三二 A human. Shaken, not stirred

『楔の国』から北東の国に騎士(ナイト)マクがいる。


 そこには【水壁】を巨大にして丸くしたような物体がいた。なんというかまぁ、本当に大きい。

 ドンブルーギュンくらいある。

 これでも全部じゃないっていうんだから凄い。

 そんなものに食い破られた国はもはや誰かが住んでいた形跡すら見つけられない。


「あれー? 騎士(ナイト)レーデンだ」

「どうも。少しいい?」

「いいよー」


 見上げる首が痛くなるくらい巨大な塊から、小さいものがぽこんと飛び出た。これも彼だ。

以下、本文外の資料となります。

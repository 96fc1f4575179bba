//! Tallyweb main entry point

use anyhow::Context;
use clap::Parser;
use std::path::PathBuf;
use tallyweb_api::start_server;
use tallyweb_config::{Config, ConfigError};
use tokio::runtime::Runtime;

#[derive(Parser, Debug)]
#[command(name = "tallyweb")]
#[command(author = "Tallyweb Contributors")]
#[command(version = "0.1.0")]
#[command(about = "A small web form for tallying signed amounts against numbered item slots", long_about = None)]
struct Args {
    /// Configuration file path
    #[arg(short, long, default_value = "config.yaml")]
    config: PathBuf,

    /// Print the default configuration and exit
    #[arg(long)]
    print_default_config: bool,
}

fn main() -> anyhow::Result<()> {
    let args = Args::parse();

    if args.print_default_config {
        print!("{}", Config::generate_default());
        return Ok(());
    }

    let (config, load_error) = match Config::load(args.config.clone()) {
        Ok(config) => (config, None),
        Err(e @ ConfigError::FileNotFound { .. }) => (Config::default(), Some(e)),
        Err(e) => {
            for suggestion in e.suggestions() {
                eprintln!("  - {}", suggestion);
            }
            return Err(e).with_context(|| format!("Failed to load configuration from {}", args.config.display()));
        }
    };

    env_logger::Builder::from_env(env_logger::Env::default().default_filter_or(config.logging.level.as_str())).init();

    match load_error {
        Some(e) => log::warn!("{}; using built-in defaults", e),
        None => log::info!("Config loaded from {}", args.config.display()),
    }
    log::info!(
        "Ledger mode={}, session idle timeout={}m",
        config.ledger.mode,
        config.session.idle_timeout_minutes
    );

    let rt = Runtime::new().context("Failed to start async runtime")?;
    rt.block_on(start_server(config)).context("Server error")?;

    Ok(())
}
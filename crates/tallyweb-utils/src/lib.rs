//! Utility functions and helpers

/// Insert a thousands separator into the integer digits of a formatted number.
///
/// Accepts an optional leading `-` and an optional fractional part, which are
/// preserved as-is.
pub fn format_number<T: ToString>(n: T, separator: &str) -> String {
    let s = n.to_string();
    let (sign, unsigned) = match s.strip_prefix('-') {
        Some(rest) => ("-", rest),
        None => ("", s.as_str()),
    };
    let (digits, fraction) = match unsigned.find('.') {
        Some(pos) => unsigned.split_at(pos),
        None => (unsigned, ""),
    };

    let mut result = String::new();
    let mut count = 0;
    for c in digits.chars().rev() {
        if count == 3 {
            result.push_str(&separator.chars().rev().collect::<String>());
            count = 0;
        }
        result.push(c);
        count += 1;
    }
    let grouped: String = result.chars().rev().collect();
    format!("{}{}{}", sign, grouped, fraction)
}

/// Format a value as a whole currency amount, e.g. `$1,234` or `$-25`.
///
/// The sign follows the symbol.
pub fn format_currency(value: f64, symbol: &str, separator: &str) -> String {
    format!("{}{}", symbol, format_number(format!("{:.0}", value), separator))
}

/// Format a single amount the way a person would write it down:
/// whole numbers without decimals, everything else in its shortest form.
pub fn format_amount(value: f64) -> String {
    if value.fract() == 0.0 && value.abs() < 1e15 {
        format!("{:.0}", value)
    } else {
        format!("{}", value)
    }
}

/// Escape text for safe inclusion in HTML content and attribute values
pub fn escape_html(content: &str) -> String {
    let mut escaped = String::with_capacity(content.len());
    for c in content.chars() {
        match c {
            '&' => escaped.push_str("&amp;"),
            '<' => escaped.push_str("&lt;"),
            '>' => escaped.push_str("&gt;"),
            '"' => escaped.push_str("&quot;"),
            '\'' => escaped.push_str("&#39;"),
            _ => escaped.push(c),
        }
    }
    escaped
}

/// Generate a random 128-bit identifier as lowercase hex
pub fn generate_id() -> String {
    format!("{:032x}", rand::random::<u128>())
}
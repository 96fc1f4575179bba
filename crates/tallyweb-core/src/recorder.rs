//! Transaction recorder - turns a form submission into a ledger change
//! and a one-line notice for the user.

use crate::error::{CoreError, CoreResult};
use crate::ledger::Ledger;
use crate::types::{ItemNumber, Notice, NoticeLevel};

/// Raw form fields as submitted by the browser
#[derive(Debug, Clone, Default, PartialEq)]
pub struct TransactionForm {
    pub item_number: String,
    pub amount: String,
}

impl TransactionForm {
    pub fn new(item_number: impl Into<String>, amount: impl Into<String>) -> Self {
        Self {
            item_number: item_number.into(),
            amount: amount.into(),
        }
    }

    /// Validate the fields.
    ///
    /// The amount is checked before the item number, so a zero amount is
    /// reported as such even when the item is also invalid.
    pub fn parse(&self) -> CoreResult<(ItemNumber, f64)> {
        let amount = parse_amount(&self.amount)?;
        if amount == 0.0 {
            return Err(CoreError::ZeroAmount);
        }
        let item = self.item_number.parse::<ItemNumber>()?;
        Ok((item, amount))
    }
}

fn parse_amount(input: &str) -> CoreResult<f64> {
    match input.trim().parse::<f64>() {
        Ok(v) if v.is_finite() => Ok(v),
        _ => Err(CoreError::InvalidNumber {
            input: input.to_string(),
        }),
    }
}

/// Record a submission and describe the outcome.
///
/// Never fails: rejected submissions leave the ledger unchanged and come back
/// as a warning or error notice.
pub fn record_submission(ledger: &mut Ledger, form: &TransactionForm) -> Notice {
    let result = form
        .parse()
        .and_then(|(item, amount)| ledger.record(item, amount));

    match result {
        Ok(recorded) => {
            log::debug!(
                target: "tallyweb::ledger",
                "Recorded item={} amount={} total={}",
                recorded.item,
                recorded.amount,
                recorded.total
            );
            if recorded.amount >= 0.0 {
                Notice::new(
                    NoticeLevel::Success,
                    format!("紀錄更新成功: 商品 {}, 金額變動 +{:.0}", recorded.item, recorded.amount),
                )
            } else {
                Notice::new(
                    NoticeLevel::Info,
                    format!("紀錄修正成功: 商品 {}, 金額變動 {:.0} (已扣除)", recorded.item, recorded.amount),
                )
            }
        }
        Err(err) => {
            log::warn!(target: "tallyweb::ledger", "Rejected submission {}", err.to_details());
            rejection_notice(&err)
        }
    }
}

/// Notice shown for a rejected submission
pub fn rejection_notice(err: &CoreError) -> Notice {
    let message = match err {
        CoreError::ZeroAmount => "請輸入非零金額。".to_string(),
        CoreError::ItemOutOfRange { item } => format!("商品編號 {} 超出範圍 (0-99)。", item),
        CoreError::InvalidNumber { .. } => "金額輸入錯誤，請輸入有效的數字。".to_string(),
        CoreError::InvalidItem { .. } => "商品編號輸入錯誤，請輸入 0 到 99 的整數。".to_string(),
    };
    Notice::new(NoticeLevel::from(err.severity()), message)
}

「ちょうど次の侵攻に向けて軍が準備してるんだ。僕は暇してたからね。それで何かな?」

「何ってほどでもないんだけど、話をしたくて」

「話かぁ。いい天気だね」

「そうね」


 話は終わった。



 って、終わってどうする。


 それにしても騎士(ナイト)マクはなんというか……すごく柔らかそうだ。

 べちょっとする時もあればつるっとしてる時もあって、形は定まらない。

 触ったらどんな感じなんだろうという好奇心が出てくる。


「触ってみてもいい?」

「僕を? いいよー」


 体と同じく態度も柔らかくて助かる。

 触るのも立派な交流……よね?


「ちなみに触ったら溶けるってことは……?」

「溶けるのは魔法を使ってる時だけ。今の僕は無害なスライムだよ」

「じゃあ、失礼して…………おおー……」


 見た目通り柔らかい。

 プルプルしてて、ちょっとひんやり。暑い日とか彼をベッドにしたら気持ちよさそう。


「柔らかい」

「僕に触っていいか訊いてきたのは君で2人目だね」

「1人は?」

「魔王様」

「へー……もっといると思ってた」

騎士(ナイト)だからかな、皆やっぱりちょっと距離があるんだよ。【溶解】で溶けちゃったらどうしようとか思われてるかも」


 確かに戦場での彼を見ていると触れたものすべてを溶かす印象がある。

 私も同じものを抱いてたけど、最悪再生するしいいかなって触ろうと思ったら史上2人目になれた。



 私は座れそうな岩を見つけて腰かける。

 抱えてもいいかと尋ねると、小さな騎士(ナイト)マクは私の膝の上に乗ってきた。

 シェリアの部屋にあったぬいぐるみのよう…………余計なこと思い出したな。


 プルプルしてる状態ならちょっと可愛いかも。癒しを感じる。

 見た目通りの重さで、ぎゅうと潰すように抱いたらどんな心地だろうと思ったけど相手は騎士(ナイト)。やめておいた。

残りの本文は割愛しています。